◆ The task ◆
Go through the records and count the lines where the string "Result" occurs. Reply with the number only.

[Saved data entries]
+===+
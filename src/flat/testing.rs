//! Test support
//!
//! Small factories for building expected values and records in tests
//! without the `to_string()` noise.

use crate::flat::values::{Record, Value};

/// A scalar value.
pub fn scalar(raw: &str) -> Value {
    Value::Scalar(raw.to_string())
}

/// A multi-value; `None` segments are null entries.
pub fn multi(parts: &[Option<&str>]) -> Value {
    Value::Multi(parts.iter().map(|part| part.map(str::to_string)).collect())
}

/// A record from `(key, value)` pairs, in order.
pub fn record(pairs: &[(&str, Value)]) -> Record {
    pairs
        .iter()
        .map(|(key, value)| (key.to_string(), value.clone()))
        .collect()
}
//! Column naming
//!
//! Default names for unnamed columns, and structural validation of a full
//! name sequence. Names are positional: `column_1`, `column_2`, and so on,
//! so a schema-less stream still yields stable record keys.

use std::collections::HashSet;
use std::fmt;

/// Errors that can occur while validating column names
#[derive(Debug, Clone, PartialEq, Eq)]
pub enum NamingError {
    /// A name at the given position is empty
    Empty(usize),
    /// The same name appears more than once
    Duplicate(String),
}

impl fmt::Display for NamingError {
    fn fmt(&self, f: &mut fmt::Formatter<'_>) -> fmt::Result {
        match self {
            NamingError::Empty(position) => {
                write!(f, "column name at position {position} is empty")
            }
            NamingError::Duplicate(name) => write!(f, "duplicate column name '{name}'"),
        }
    }
}

impl std::error::Error for NamingError {}

/// The generated name for an unnamed column. Positions are 0-based, the
/// generated names 1-based.
pub fn default_column_name(position: usize) -> String {
    format!("column_{}", position + 1)
}

/// Generated names for every position of a row of the given width.
pub fn generate_column_names(len: usize) -> Vec<String> {
    (0..len).map(default_column_name).collect()
}

/// Check a full name sequence for structural validity: no empty names, no
/// duplicates.
pub fn validate_column_names(names: &[String]) -> Result<(), NamingError> {
    let mut seen = HashSet::new();
    for (position, name) in names.iter().enumerate() {
        if name.is_empty() {
            return Err(NamingError::Empty(position));
        }
        if !seen.insert(name.as_str()) {
            return Err(NamingError::Duplicate(name.clone()));
        }
    }
    Ok(())
}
+===+
◆ Solution for this exercise ◆
2